**ABOUT THIS TASK**.
Search the records for the string "InMemoryStudentDirectory", then copy each line that has it.

**RECORD EXCERPTS**.
//! HTTP API for the enrollment lifecycle engine.
//!
//! Provides REST endpoints for enrollment, lesson progress and
//! certificates, with structured logging (tracing) and Prometheus metrics.

pub mod auth;
pub mod config;
pub mod error;
pub mod routes;
pub mod seed;
pub mod state;

use std::sync::Arc;

use axum::Router;
use axum::routing::{get, post};
use engine::{
    ArtifactWorker, CertificateRenderer, CourseCatalog, EngineConfig, InMemoryCertificateRenderer,
    InMemoryCourseCatalog, InMemoryStudentDirectory, LifecycleEngine, StudentDirectory,
};
use event_store::EventStore;
use metrics_exporter_prometheus::PrometheusHandle;
use projections::{
    Projection, ProjectionProcessor, RevenueView, StudentCertificatesView, StudentEnrollmentsView,
};
use tower_http::cors::{Any, CorsLayer};
use tower_http::trace::TraceLayer;

pub use state::AppState;

/// Creates the Axum application router with all routes and shared state.
pub fn create_app<S: EventStore + Clone + 'static>(
    state: Arc<AppState<S>>,
    metrics_handle: PrometheusHandle,
) -> Router {
    use routes::{admin, certificates, enrollments, progress};

    let metrics_router = Router::new()
        .route("/metrics", get(routes::metrics::get))
        .with_state(metrics_handle);

    Router::new()
        .route("/health", get(routes::health::check))
        .route("/enrollments/initiate", post(enrollments::initiate::<S>))
        .route("/enrollments/confirm", post(enrollments::confirm::<S>))
        .route("/enrollments/payment-failed", post(enrollments::payment_failed::<S>))
        .route("/enrollments/status/{course_id}", get(enrollments::status::<S>))
        .route("/enrollments/mine", get(enrollments::mine::<S>))
        .route("/progress/update", post(progress::update::<S>))
        .route("/progress/complete", post(progress::complete::<S>))
        .route("/progress/course/{course_id}", get(progress::course::<S>))
        .route("/progress/{course_id}/{lesson_id}", get(progress::lesson::<S>))
        .route("/certificates/generate", post(certificates::generate::<S>))
        .route("/certificates/mine", get(certificates::mine::<S>))
        .route("/certificates/verify/{certificate_id}", get(certificates::verify::<S>))
        .route("/certificates/{certificate_id}/download", get(certificates::download::<S>))
        .route("/certificates/{certificate_id}", get(certificates::get::<S>))
        .route(
            "/admin/certificates/{certificate_id}/revoke",
            post(admin::revoke_certificate::<S>),
        )
        .route(
            "/admin/certificates/{certificate_id}/render",
            post(admin::render_certificate::<S>),
        )
        .route(
            "/admin/transactions/{transaction_id}/refund",
            post(admin::refund_transaction::<S>),
        )
        .route("/admin/transactions/stats", get(admin::transaction_stats::<S>))
        .route("/admin/enrollments/cancel", post(admin::cancel_enrollment::<S>))
        .route("/admin/streams/{id}/events", get(admin::stream_events::<S>))
        .with_state(state)
        .merge(metrics_router)
        .layer(
            CorsLayer::new()
                .allow_origin(Any)
                .allow_methods(Any)
                .allow_headers(Any),
        )
        .layer(TraceLayer::new_for_http())
}

/// Wires the engine, read models and projection processor to one store.
///
/// Returns the state for the router and the artifact worker, which the
/// caller must run (or drain) for certificates to be rendered.
pub fn create_state<S: EventStore + Clone + 'static>(
    event_store: S,
    catalog: Arc<dyn CourseCatalog>,
    directory: Arc<dyn StudentDirectory>,
    renderer: Arc<dyn CertificateRenderer>,
    config: EngineConfig,
) -> (Arc<AppState<S>>, ArtifactWorker<S>) {
    let (engine, worker) =
        LifecycleEngine::new(event_store.clone(), catalog, directory, renderer, config);

    let enrollments = StudentEnrollmentsView::new();
    let certificates = StudentCertificatesView::new();
    let revenue = RevenueView::new();

    let mut processor = ProjectionProcessor::new(event_store.clone());
    processor.register(Box::new(enrollments.clone()) as Box<dyn Projection>);
    processor.register(Box::new(certificates.clone()) as Box<dyn Projection>);
    processor.register(Box::new(revenue.clone()) as Box<dyn Projection>);

    let state = Arc::new(AppState {
        engine,
        enrollments,
        certificates,
        revenue,
        event_store,
        projection_processor: Arc::new(processor),
    });

    (state, worker)
}

/// Creates the default application state with empty in-memory
/// collaborators and default engine settings.
pub fn create_default_state<S: EventStore + Clone + 'static>(
    event_store: S,
) -> (Arc<AppState<S>>, ArtifactWorker<S>) {
    create_state(
        event_store,
        Arc::new(InMemoryCourseCatalog::new()),
        Arc::new(InMemoryStudentDirectory::new()),
        Arc::new(InMemoryCertificateRenderer::new()),
        EngineConfig::default(),
    )
}
//! Per-lesson watch progress.
//!
//! One stream per (student, course, lesson). Watch reports are cumulative:
//! the recorded position only moves forward, and a lesson stays finished
//! once it crosses [`COMPLETION_THRESHOLD`] of its duration.

use chrono::{DateTime, Utc};
use common::{AggregateId, CourseId, LessonId, StudentId};
use event_store::Version;
use serde::{Deserialize, Serialize};
use thiserror::Error;

use crate::aggregate::{Aggregate, DomainEvent, SnapshotCapable};

/// Fraction of a lesson that must be watched for it to count as finished.
pub const COMPLETION_THRESHOLD: f64 = 0.9;

#[derive(Debug, Error)]
pub enum LessonProgressError {
    #[error("Invalid watch report: {0}")]
    InvalidReport(String),

    #[error("Lesson progress belongs to a different lesson")]
    KeyMismatch,
}

/// Identifies the lesson a report is about.
#[derive(Debug, Clone, Copy, PartialEq, Eq)]
pub struct LessonKey {
    pub student_id: StudentId,
    pub course_id: CourseId,
    pub lesson_id: LessonId,
}

impl LessonKey {
    pub fn new(student_id: StudentId, course_id: CourseId, lesson_id: LessonId) -> Self {
        Self {
            student_id,
            course_id,
            lesson_id,
        }
    }

    pub fn stream_id(&self) -> AggregateId {
        AggregateId::derived(
            "lesson-progress",
            &[
                self.student_id.as_uuid(),
                self.course_id.as_uuid(),
                self.lesson_id.as_uuid(),
            ],
        )
    }
}

#[derive(Debug, Clone, Copy, PartialEq, Eq, Serialize, Deserialize)]
#[serde(rename_all = "lowercase")]
pub enum FinishedVia {
    Watched,
    Manual,
}

#[derive(Debug, Clone, Serialize, Deserialize)]
#[serde(tag = "type", content = "data")]
pub enum LessonProgressEvent {
    LessonProgressStarted(LessonProgressStartedData),
    WatchRecorded(WatchRecordedData),
    LessonFinished(LessonFinishedData),
}

impl DomainEvent for LessonProgressEvent {
    fn event_type(&self) -> &'static str {
        match self {
            LessonProgressEvent::LessonProgressStarted(_) => "LessonProgressStarted",
            LessonProgressEvent::WatchRecorded(_) => "WatchRecorded",
            LessonProgressEvent::LessonFinished(_) => "LessonFinished",
        }
    }
}

#[derive(Debug, Clone, Serialize, Deserialize)]
pub struct LessonProgressStartedData {
    pub progress_id: AggregateId,
    pub student_id: StudentId,
    pub course_id: CourseId,
    pub lesson_id: LessonId,
    pub enrollment_id: AggregateId,
    pub started_at: DateTime<Utc>,
}

#[derive(Debug, Clone, Serialize, Deserialize)]
pub struct WatchRecordedData {
    /// Furthest position reached so far, in seconds.
    pub seconds_watched: f64,
    pub total_duration: f64,
    pub recorded_at: DateTime<Utc>,
}

#[derive(Debug, Clone, Serialize, Deserialize)]
pub struct LessonFinishedData {
    pub via: FinishedVia,
    pub finished_at: DateTime<Utc>,
}

#[derive(Debug, Clone, Default, Serialize, Deserialize)]
pub struct LessonProgress {
    id: Option<AggregateId>,

    #[serde(default)]
    version: Version,

    student_id: Option<StudentId>,
    course_id: Option<CourseId>,
    lesson_id: Option<LessonId>,
    enrollment_id: Option<AggregateId>,
    seconds_watched: f64,
    total_duration: f64,
    completed: bool,
    last_watched_at: Option<DateTime<Utc>>,
    completed_at: Option<DateTime<Utc>>,
}

impl Aggregate for LessonProgress {
    type Event = LessonProgressEvent;
    type Error = LessonProgressError;

    fn aggregate_type() -> &'static str {
        "LessonProgress"
    }

    fn id(&self) -> Option<AggregateId> {
        self.id
    }

    fn version(&self) -> Version {
        self.version
    }

    fn set_version(&mut self, version: Version) {
        self.version = version;
    }

    fn apply(&mut self, event: Self::Event) {
        match event {
            LessonProgressEvent::LessonProgressStarted(data) => {
                self.id = Some(data.progress_id);
                self.student_id = Some(data.student_id);
                self.course_id = Some(data.course_id);
                self.lesson_id = Some(data.lesson_id);
                self.enrollment_id = Some(data.enrollment_id);
            }
            LessonProgressEvent::WatchRecorded(data) => {
                self.seconds_watched = self.seconds_watched.max(data.seconds_watched);
                self.total_duration = data.total_duration;
                self.last_watched_at = Some(data.recorded_at);
            }
            LessonProgressEvent::LessonFinished(data) => {
                self.completed = true;
                self.completed_at = Some(data.finished_at);
                self.last_watched_at = Some(data.finished_at);
            }
        }
    }
}

impl SnapshotCapable for LessonProgress {
    fn snapshot_interval() -> usize {
        20
    }
}

impl LessonProgress {
    pub fn lesson_id(&self) -> Option<LessonId> {
        self.lesson_id
    }

    pub fn enrollment_id(&self) -> Option<AggregateId> {
        self.enrollment_id
    }

    pub fn seconds_watched(&self) -> f64 {
        self.seconds_watched
    }

    pub fn total_duration(&self) -> f64 {
        self.total_duration
    }

    pub fn is_completed(&self) -> bool {
        self.completed
    }

    pub fn last_watched_at(&self) -> Option<DateTime<Utc>> {
        self.last_watched_at
    }

    pub fn completed_at(&self) -> Option<DateTime<Utc>> {
        self.completed_at
    }
}

impl LessonProgress {
    /// Records a watch position report.
    ///
    /// The stored position is the furthest ever reported. The lesson is
    /// finished once that position reaches the completion threshold.
    /// Reports that change neither position nor duration write nothing.
    pub fn record_watch(
        &self,
        key: LessonKey,
        enrollment_id: AggregateId,
        seconds_watched: f64,
        total_duration: f64,
    ) -> Result<Vec<LessonProgressEvent>, LessonProgressError> {
        Self::validate_report(seconds_watched, total_duration)?;

        let mut events = self.start_if_new(key, enrollment_id)?;

        let furthest = self.seconds_watched.max(seconds_watched);
        let moved = !events.is_empty()
            || furthest > self.seconds_watched
            || total_duration != self.total_duration;
        if moved {
            events.push(LessonProgressEvent::WatchRecorded(WatchRecordedData {
                seconds_watched: furthest,
                total_duration,
                recorded_at: Utc::now(),
            }));
        }

        if !self.completed && furthest >= COMPLETION_THRESHOLD * total_duration {
            events.push(finished(FinishedVia::Watched));
        }

        Ok(events)
    }

    /// Marks the lesson finished regardless of watch position.
    pub fn mark_complete(
        &self,
        key: LessonKey,
        enrollment_id: AggregateId,
    ) -> Result<Vec<LessonProgressEvent>, LessonProgressError> {
        let mut events = self.start_if_new(key, enrollment_id)?;
        if !self.completed {
            events.push(finished(FinishedVia::Manual));
        }
        Ok(events)
    }

    /// Rejects reports that are not finite, have a negative position or a
    /// non-positive duration.
    pub fn validate_report(
        seconds_watched: f64,
        total_duration: f64,
    ) -> Result<(), LessonProgressError> {
        if !seconds_watched.is_finite() || !total_duration.is_finite() {
            return Err(LessonProgressError::InvalidReport(
                "values must be finite numbers".to_string(),
            ));
        }
        if seconds_watched < 0.0 {
            return Err(LessonProgressError::InvalidReport(
                "seconds watched cannot be negative".to_string(),
            ));
        }
        if total_duration <= 0.0 {
            return Err(LessonProgressError::InvalidReport(
                "total duration must be positive".to_string(),
            ));
        }
        Ok(())
    }

    fn start_if_new(
        &self,
        key: LessonKey,
        enrollment_id: AggregateId,
    ) -> Result<Vec<LessonProgressEvent>, LessonProgressError> {
        match self.id {
            Some(id) if id != key.stream_id() => Err(LessonProgressError::KeyMismatch),
            Some(_) => Ok(vec![]),
            None => Ok(vec![LessonProgressEvent::LessonProgressStarted(
                LessonProgressStartedData {
                    progress_id: key.stream_id(),
                    student_id: key.student_id,
                    course_id: key.course_id,
                    lesson_id: key.lesson_id,
                    enrollment_id,
                    started_at: Utc::now(),
                },
            )]),
        }
    }
}

fn finished(via: FinishedVia) -> LessonProgressEvent {
    LessonProgressEvent::LessonFinished(LessonFinishedData {
        via,
        finished_at: Utc::now(),
    })
}

#[cfg(test)]
mod tests {
    use super::*;

    fn key() -> LessonKey {
        LessonKey::new(StudentId::new(), CourseId::new(), LessonId::new())
    }

    fn watch(progress: &mut LessonProgress, key: LessonKey, seconds: f64, total: f64) {
        let events = progress
            .record_watch(key, AggregateId::new(), seconds, total)
            .unwrap();
        progress.apply_events(events);
    }

    #[test]
    fn first_report_starts_the_record() {
        let key = key();
        let mut progress = LessonProgress::default();
        watch(&mut progress, key, 30.0, 600.0);

        assert_eq!(progress.id(), Some(key.stream_id()));
        assert_eq!(progress.lesson_id(), Some(key.lesson_id));
        assert_eq!(progress.seconds_watched(), 30.0);
        assert!(!progress.is_completed());
        assert!(progress.last_watched_at().is_some());
    }

    #[test]
    fn position_only_moves_forward() {
        let key = key();
        let mut progress = LessonProgress::default();
        watch(&mut progress, key, 300.0, 600.0);
        watch(&mut progress, key, 120.0, 600.0);
        assert_eq!(progress.seconds_watched(), 300.0);
    }

    #[test]
    fn finishes_at_ninety_percent_and_stays_finished() {
        let key = key();
        let mut progress = LessonProgress::default();

        watch(&mut progress, key, 539.0, 600.0);
        assert!(!progress.is_completed());

        let events = progress
            .record_watch(key, AggregateId::new(), 540.0, 600.0)
            .unwrap();
        assert!(
            events
                .iter()
                .any(|e| matches!(e, LessonProgressEvent::LessonFinished(_)))
        );
        progress.apply_events(events);
        assert!(progress.is_completed());

        // Re-watching from the start never un-finishes the lesson.
        let events = progress
            .record_watch(key, AggregateId::new(), 0.0, 600.0)
            .unwrap();
        assert!(events.is_empty());
        assert!(progress.is_completed());
    }

    #[test]
    fn repeated_or_earlier_positions_write_nothing() {
        let key = key();
        let mut progress = LessonProgress::default();
        watch(&mut progress, key, 300.0, 600.0);

        for seconds in [300.0, 120.0, 0.0] {
            assert!(
                progress
                    .record_watch(key, AggregateId::new(), seconds, 600.0)
                    .unwrap()
                    .is_empty()
            );
        }

        // A corrected duration is still recorded.
        let events = progress
            .record_watch(key, AggregateId::new(), 120.0, 650.0)
            .unwrap();
        assert_eq!(events.len(), 1);
        progress.apply_events(events);
        assert_eq!(progress.total_duration(), 650.0);
        assert_eq!(progress.seconds_watched(), 300.0);
    }

    #[test]
    fn rejects_invalid_reports() {
        let progress = LessonProgress::default();
        for (seconds, total) in [
            (f64::NAN, 600.0),
            (10.0, f64::INFINITY),
            (-1.0, 600.0),
            (10.0, 0.0),
            (10.0, -5.0),
        ] {
            assert!(matches!(
                progress.record_watch(key(), AggregateId::new(), seconds, total),
                Err(LessonProgressError::InvalidReport(_))
            ));
        }
    }

    #[test]
    fn manual_completion() {
        let key = key();
        let mut progress = LessonProgress::default();
        let events = progress.mark_complete(key, AggregateId::new()).unwrap();
        assert_eq!(events.len(), 2);
        progress.apply_events(events);
        assert!(progress.is_completed());

        assert!(
            progress
                .mark_complete(key, AggregateId::new())
                .unwrap()
                .is_empty()
        );
    }

    #[test]
    fn rejects_reports_for_another_lesson() {
        let mut progress = LessonProgress::default();
        watch(&mut progress, key(), 10.0, 100.0);
        assert!(matches!(
            progress.record_watch(key(), AggregateId::new(), 10.0, 100.0),
            Err(LessonProgressError::KeyMismatch)
        ));
    }
}
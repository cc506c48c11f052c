//! API error types with HTTP response mapping.

use axum::http::{HeaderValue, StatusCode, header};
use axum::response::{IntoResponse, Response};
use domain::DomainError;
use engine::EngineError;
use projections::ProjectionError;

/// Seconds a client should wait before asking for an artifact again.
const ARTIFACT_RETRY_AFTER_SECS: &str = "5";

/// API-level error type that maps to HTTP responses.
#[derive(Debug)]
pub enum ApiError {
    /// Missing or malformed caller identity.
    Unauthorized(String),
    /// Bad request from the client.
    BadRequest(String),
    /// Lifecycle engine error.
    Engine(EngineError),
    /// Read model could not catch up with the log.
    Projection(ProjectionError),
    /// Internal server error.
    Internal(String),
}

impl IntoResponse for ApiError {
    fn into_response(self) -> Response {
        let mut body = serde_json::Map::new();
        let status = match self {
            ApiError::Unauthorized(msg) => {
                body.insert("error".into(), msg.into());
                StatusCode::UNAUTHORIZED
            }
            ApiError::BadRequest(msg) => {
                body.insert("error".into(), msg.into());
                StatusCode::BAD_REQUEST
            }
            ApiError::Engine(err) => {
                let status = engine_error_status(&err);
                if status.is_server_error() {
                    tracing::error!(error = %err, "request failed");
                }
                if let EngineError::CertificateRevoked { reason } = &err {
                    body.insert("isValid".into(), false.into());
                    body.insert("revokedReason".into(), reason.clone().into());
                }
                body.insert("error".into(), err.to_string().into());
                status
            }
            ApiError::Projection(err) => {
                tracing::error!(error = %err, "projection catch-up failed");
                body.insert("error".into(), err.to_string().into());
                StatusCode::INTERNAL_SERVER_ERROR
            }
            ApiError::Internal(msg) => {
                tracing::error!(error = %msg, "internal server error");
                body.insert("error".into(), msg.into());
                StatusCode::INTERNAL_SERVER_ERROR
            }
        };

        let mut response = (status, axum::Json(serde_json::Value::Object(body))).into_response();
        if status == StatusCode::SERVICE_UNAVAILABLE {
            response.headers_mut().insert(
                header::RETRY_AFTER,
                HeaderValue::from_static(ARTIFACT_RETRY_AFTER_SECS),
            );
        }
        response
    }
}

fn engine_error_status(err: &EngineError) -> StatusCode {
    match err {
        EngineError::CourseNotFound(_)
        | EngineError::LessonNotFound { .. }
        | EngineError::TransactionNotFound(_)
        | EngineError::EnrollmentNotFound { .. }
        | EngineError::CertificateNotFound(_)
        | EngineError::StudentNotFound(_) => StatusCode::NOT_FOUND,

        EngineError::AlreadyEnrolled
        | EngineError::Validation(_)
        | EngineError::CourseNotCompleted
        | EngineError::CertificateRevoked { .. } => StatusCode::BAD_REQUEST,

        EngineError::NotEnrolled | EngineError::Forbidden(_) => StatusCode::FORBIDDEN,

        EngineError::InvalidState(_) | EngineError::RetriesExhausted { .. } => {
            StatusCode::CONFLICT
        }

        EngineError::ArtifactNotReady => StatusCode::SERVICE_UNAVAILABLE,

        EngineError::EventStore(e) if e.is_concurrency_conflict() => StatusCode::CONFLICT,
        EngineError::Domain(e) => domain_error_status(e),

        EngineError::Render(_) | EngineError::EventStore(_) => StatusCode::INTERNAL_SERVER_ERROR,
    }
}

fn domain_error_status(err: &DomainError) -> StatusCode {
    match err {
        DomainError::AggregateNotFound { .. } => StatusCode::NOT_FOUND,
        DomainError::EventStore(e) if e.is_concurrency_conflict() => StatusCode::CONFLICT,
        DomainError::Enrollment(_)
        | DomainError::Transaction(_)
        | DomainError::LessonProgress(_)
        | DomainError::Certificate(_)
        | DomainError::Roster(_) => StatusCode::CONFLICT,
        DomainError::EventStore(_) | DomainError::Serialization(_) => {
            StatusCode::INTERNAL_SERVER_ERROR
        }
    }
}

impl From<EngineError> for ApiError {
    fn from(err: EngineError) -> Self {
        ApiError::Engine(err)
    }
}

impl From<ProjectionError> for ApiError {
    fn from(err: ProjectionError) -> Self {
        ApiError::Projection(err)
    }
}

#[cfg(test)]
mod tests {
    use common::{CourseId, StudentId};

    use super::*;

    #[test]
    fn engine_errors_map_to_statuses() {
        let cases = [
            (EngineError::CourseNotFound(CourseId::new()), StatusCode::NOT_FOUND),
            (
                EngineError::EnrollmentNotFound {
                    student_id: StudentId::new(),
                    course_id: CourseId::new(),
                },
                StatusCode::NOT_FOUND,
            ),
            (EngineError::AlreadyEnrolled, StatusCode::BAD_REQUEST),
            (EngineError::CourseNotCompleted, StatusCode::BAD_REQUEST),
            (EngineError::NotEnrolled, StatusCode::FORBIDDEN),
            (EngineError::Forbidden("not yours"), StatusCode::FORBIDDEN),
            (EngineError::InvalidState("paid".into()), StatusCode::CONFLICT),
            (
                EngineError::RetriesExhausted {
                    operation: "confirm_payment",
                    attempts: 8,
                },
                StatusCode::CONFLICT,
            ),
            (EngineError::ArtifactNotReady, StatusCode::SERVICE_UNAVAILABLE),
        ];

        for (err, expected) in cases {
            assert_eq!(engine_error_status(&err), expected, "{err}");
        }
    }

    #[tokio::test]
    async fn revoked_certificate_body_carries_reason() {
        let response = ApiError::Engine(EngineError::CertificateRevoked {
            reason: "academic misconduct".into(),
        })
        .into_response();
        assert_eq!(response.status(), StatusCode::BAD_REQUEST);

        let body = axum::body::to_bytes(response.into_body(), usize::MAX)
            .await
            .unwrap();
        let json: serde_json::Value = serde_json::from_slice(&body).unwrap();
        assert_eq!(json["revokedReason"], "academic misconduct");
        assert_eq!(json["isValid"], false);
        assert!(json["error"].as_str().unwrap().contains("revoked"));
    }

    #[test]
    fn artifact_not_ready_sets_retry_after() {
        let response = ApiError::Engine(EngineError::ArtifactNotReady).into_response();
        assert_eq!(response.status(), StatusCode::SERVICE_UNAVAILABLE);
        assert_eq!(
            response.headers().get(header::RETRY_AFTER).unwrap(),
            ARTIFACT_RETRY_AFTER_SECS
        );
    }
}
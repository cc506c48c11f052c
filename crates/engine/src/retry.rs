//! Re-running commands that lost a concurrency race.

use std::future::Future;

use crate::error::{EngineError, Result};

/// Runs `attempt` until it succeeds, fails with something other than a
/// concurrency conflict, or has conflicted `limit` times.
///
/// Each run must load fresh state; the closure is called again from scratch.
pub async fn with_conflict_retry<T, F, Fut>(
    operation: &'static str,
    limit: u32,
    mut attempt: F,
) -> Result<T>
where
    F: FnMut() -> Fut,
    Fut: Future<Output = Result<T>>,
{
    let limit = limit.max(1);
    let mut attempts = 0;

    loop {
        attempts += 1;
        match attempt().await {
            Err(e) if e.is_concurrency_conflict() => {
                if attempts >= limit {
                    tracing::warn!(operation, attempts, "giving up after repeated conflicts");
                    return Err(EngineError::RetriesExhausted {
                        operation,
                        attempts,
                    });
                }
                metrics::counter!("command_conflicts_retried_total", "operation" => operation)
                    .increment(1);
                tracing::debug!(operation, attempts, "concurrency conflict, retrying");
                tokio::task::yield_now().await;
            }
            other => return other,
        }
    }
}

#[cfg(test)]
mod tests {
    use super::*;
    use common::AggregateId;
    use event_store::{EventStoreError, Version};
    use std::sync::atomic::{AtomicU32, Ordering};

    fn conflict() -> EngineError {
        EngineError::EventStore(EventStoreError::ConcurrencyConflict {
            aggregate_id: AggregateId::new(),
            expected: Version::initial(),
            actual: Version::first(),
        })
    }

    #[tokio::test]
    async fn retries_until_success() {
        let calls = &AtomicU32::new(0);
        let result = with_conflict_retry("test", 5, move || async move {
            if calls.fetch_add(1, Ordering::SeqCst) < 2 {
                Err(conflict())
            } else {
                Ok(42)
            }
        })
        .await;

        assert_eq!(result.unwrap(), 42);
        assert_eq!(calls.load(Ordering::SeqCst), 3);
    }

    #[tokio::test]
    async fn gives_up_at_limit() {
        let calls = &AtomicU32::new(0);
        let result: Result<()> = with_conflict_retry("test", 3, move || async move {
            calls.fetch_add(1, Ordering::SeqCst);
            Err(conflict())
        })
        .await;

        assert!(matches!(
            result,
            Err(EngineError::RetriesExhausted { attempts: 3, .. })
        ));
        assert_eq!(calls.load(Ordering::SeqCst), 3);
    }

    #[tokio::test]
    async fn other_errors_are_not_retried() {
        let calls = &AtomicU32::new(0);
        let result: Result<()> = with_conflict_retry("test", 5, move || async move {
            calls.fetch_add(1, Ordering::SeqCst);
            Err(EngineError::NotEnrolled)
        })
        .await;

        assert!(matches!(result, Err(EngineError::NotEnrolled)));
        assert_eq!(calls.load(Ordering::SeqCst), 1);
    }
}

**RESULT OF THE EXERCISE**.
    InMemoryCourseCatalog, InMemoryStudentDirectory, LifecycleEngine, StudentDirectory,
        Arc::new(InMemoryStudentDirectory::new()),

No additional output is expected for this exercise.